Ce démenti donné par l’Alsace-Lorraine à la théorie des nationalités, dont le gouvernement français, à une époque qui n’est pas loin de nous, s’était constitué le chevalier errant, est assurément remarquable, mais c’est aux institutions bien plus qu’aux hommes qu’il en faut reporter le mérite. Si les Alsaciens n’avaient eu pour tout mobile de leur résistance que leur patriotisme, ils seraient déjà presque accoutumés à leur sort, car il est dans la nature des purs sentimens, si ardens qu’ils puissent être, de s’émousser avec le temps. C’est bien là-dessus qu’on comptait à Berlin, et c’est uniquement pour y aider que le gouvernement allemand paraît avoir admis le droit d’option, tel que ce droit a été interprété et réglementé par ses circulaires. Les têtes chaudes parties pour ne plus revenir, le reste, pensait-on, se soumettrait d’autant plus aisément et plus vite à sa destinée qu’on avait, pour l’y amener et au besoin l’y contraindre, le régime de l’école et de la caserne obligatoires, instrumens de conquête morale qui jusque-là n’avaient jamais failli. Ils risquent cependant de faillir cette fois.
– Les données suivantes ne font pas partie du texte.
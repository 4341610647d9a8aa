// Usage: cargo run --example plan-day [backup.json]
//
// Builds (or loads) a one-day plan, edits a few fields and prints the resulting chain.
// Set RUST_LOG=itinerary=debug to see every edit.

use std::{env, fs, time::Duration};

use humantime::format_duration;
use itinerary::{Field, Planner, PlannerConfig, Route, Waypoint, time::TimeOfDay};
use tracing_subscriber::EnvFilter;

fn main() -> anyhow::Result<()> {
    tracing_subscriber::fmt()
        .with_env_filter(EnvFilter::from_default_env())
        .init();

    let config = PlannerConfig::default().with_seed(7);
    let mut planner = match env::args().nth(1) {
        Some(path) => {
            let json = fs::read_to_string(&path)?;
            Planner::from_backup(itinerary::Backup::from_json(&json)?, &config)?
        }
        None => Planner::new(vec![sample_route()], &config)?,
    };

    let route_id = planner.routes()[0].id.clone();
    let (date, first) = planner.routes()[0]
        .day_at(0)
        .map(|(date, day)| (date.to_string(), day.first().map(|w| w.id.clone())))
        .ok_or_else(|| anyhow::anyhow!("route '{}' has no days", route_id))?;
    let first = first.ok_or_else(|| anyhow::anyhow!("day '{}' is empty", date))?;

    // Start half an hour later; everything downstream follows
    planner.edit_waypoint_field(&route_id, &date, &first, Field::Depart, "07:30")?;
    planner.edit_waypoint_field(&route_id, &date, &first, Field::Duration, "75")?;

    print_day(&planner.routes()[0], &date);

    for anomaly in planner.anomalies(&route_id, &date)? {
        println!("! {} has {} = {}'", anomaly.waypoint, anomaly.field, anomaly.minutes);
    }

    Ok(())
}

fn sample_route() -> Route {
    let mut route = Route::new("plan");
    let points = [
        ("Trailhead", None, Some((7, 0)), 60, 0),
        ("Saddle", Some((8, 0)), Some((8, 15)), 90, 15),
        ("Summit", Some((9, 45)), Some((10, 15)), 120, 30),
        ("Hut", Some((12, 15)), None, 0, 0),
    ];

    let day = points
        .into_iter()
        .enumerate()
        .map(|(i, (name, arrive, depart, duration, rest))| Waypoint {
            arrive: arrive.map(|(h, m)| TimeOfDay::from_hm(h, m)),
            depart: depart.map(|(h, m)| TimeOfDay::from_hm(h, m)),
            duration,
            rest,
            ..Waypoint::new(format!("w{i}"), name)
        })
        .collect();
    route.days.insert("2025-05-01".into(), day);
    route
}

fn print_day(route: &Route, date: &str) {
    let Some(day) = route.day(date) else {
        return;
    };

    println!("{} on {}:", route.id, date);
    for waypoint in day {
        let leg = Duration::from_secs(waypoint.duration.max(0) as u64 * 60);
        println!(
            "  {:<10} arrive {:>5}  depart {:>5}  rest {:>3}'  then {}",
            waypoint.name,
            itinerary::time::format_optional(waypoint.arrive),
            itinerary::time::format_optional(waypoint.depart),
            waypoint.rest,
            format_duration(leg),
        );
    }
}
L’Allemagne avait cru que l’Alsace continuait, depuis la guerre de trente ans, à être peuplée d’Alsaciens : sa surprise fut grande de n’y trouver que des Français. C’est qu’elle avait compté sans la force de cohésion qu’une nation tire de son unité et sans cet invisible et inextricable autant que solide réseau que crée dans un peuple civilisé la communauté de vues et d’intérêts. C’est Proudhon, je crois, qui a donné quelque part de la civilisation cette définition, qui semblera peut-être un peu utilitaire, mais qui me paraît vraie pour ce siècle où les chevaux-vapeur tendent de plus en plus à remplacer les chevaux d’escadron : la civilisation, a-t-il dit, est le fait social de l’accroissement des richesses. L’Alsace, à laquelle aucune branche de l’activité humaine n’était demeurée étrangère et qui avait su conquérir dans toutes un rang distingué et même éminent, était hardiment entrée, sous l’aile de la France, dans cette forme moderne de la civilisation, quand survint l’Allemagne, qui, d’un coup de sabre, trancha les mille liens lentement et librement formés qui constituaient pour cette province autant de véhicules de sa substance vitale.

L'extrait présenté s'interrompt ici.